Now and forever
I’m realizing now that Mr. Bradbury is more of a poet than anything else – or at least, this is the side he chooses to display in Now and Forever. The book is actually composed of two unrelated novellas, Somewhere a band is playing and Leviathan 99. To me, the most interesting part was actually “behind the scenes” – how Somewhere… was written after the author saw Katherine Hepburn’s Summertime in the 50s and how he kept working on the story, hoping that someday he’ll be able to give it to her and she’s turn it into a movie. Young Ms Hepburn would have been great as Nef, the mysterious, charismatic, ageless female character and I’m sure they would have found someone just as good to play Mr. Cardiff. But would this lyrically charged atmosphere have come alive? I don’t know. While this particular quality does not attract me in prose, I did enjoy the actual poem, mostly because of its repetitive musicality – I could almost hear it playing in my head:
Somewhere a bad is playing/Playing the strangest tunes,/Of sunflower seeds and sailors/Who tide with the strangest moons.

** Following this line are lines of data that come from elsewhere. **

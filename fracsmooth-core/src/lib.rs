//! Array helpers shared by the `fracsmooth` kernels.
//!
//! The [`num_rs`] module mirrors the small slice of numpy behaviour the
//! smoothing pipeline leans on: polar/cartesian conversion, `nan_to_num`
//! laundering and tail means.

#![deny(missing_docs)]

mod error;
pub mod num_rs;

pub use error::*;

While Somewhere is more fantasy than sci-fi, Leviathan 99 is a sort of cosmic Moby Dick. It’s interesting – Quell the green, mind reading alien is a pretty rounded character, the image conjured by the lost city in space is haunting, as is the idea of the ancient funeral music, but Ishmael comes across as weak, indecisive and ultimately uninteresting and the mad Captain…I would have liked to see him harsher, stronger. And because I didn’t connect with the characters, I was very uninvolved in the whole story. Not to mention the fact that I didn’t read Moby Dick so I probably missed out on a lot of the story – I do know it’s a classic, but sea adventures are just not my thing.
Overall, I’m a bit less enthused about Mr. Bradbury than I was after reading The Illustrated Man. But I still have at least Farenheit 451 to go through.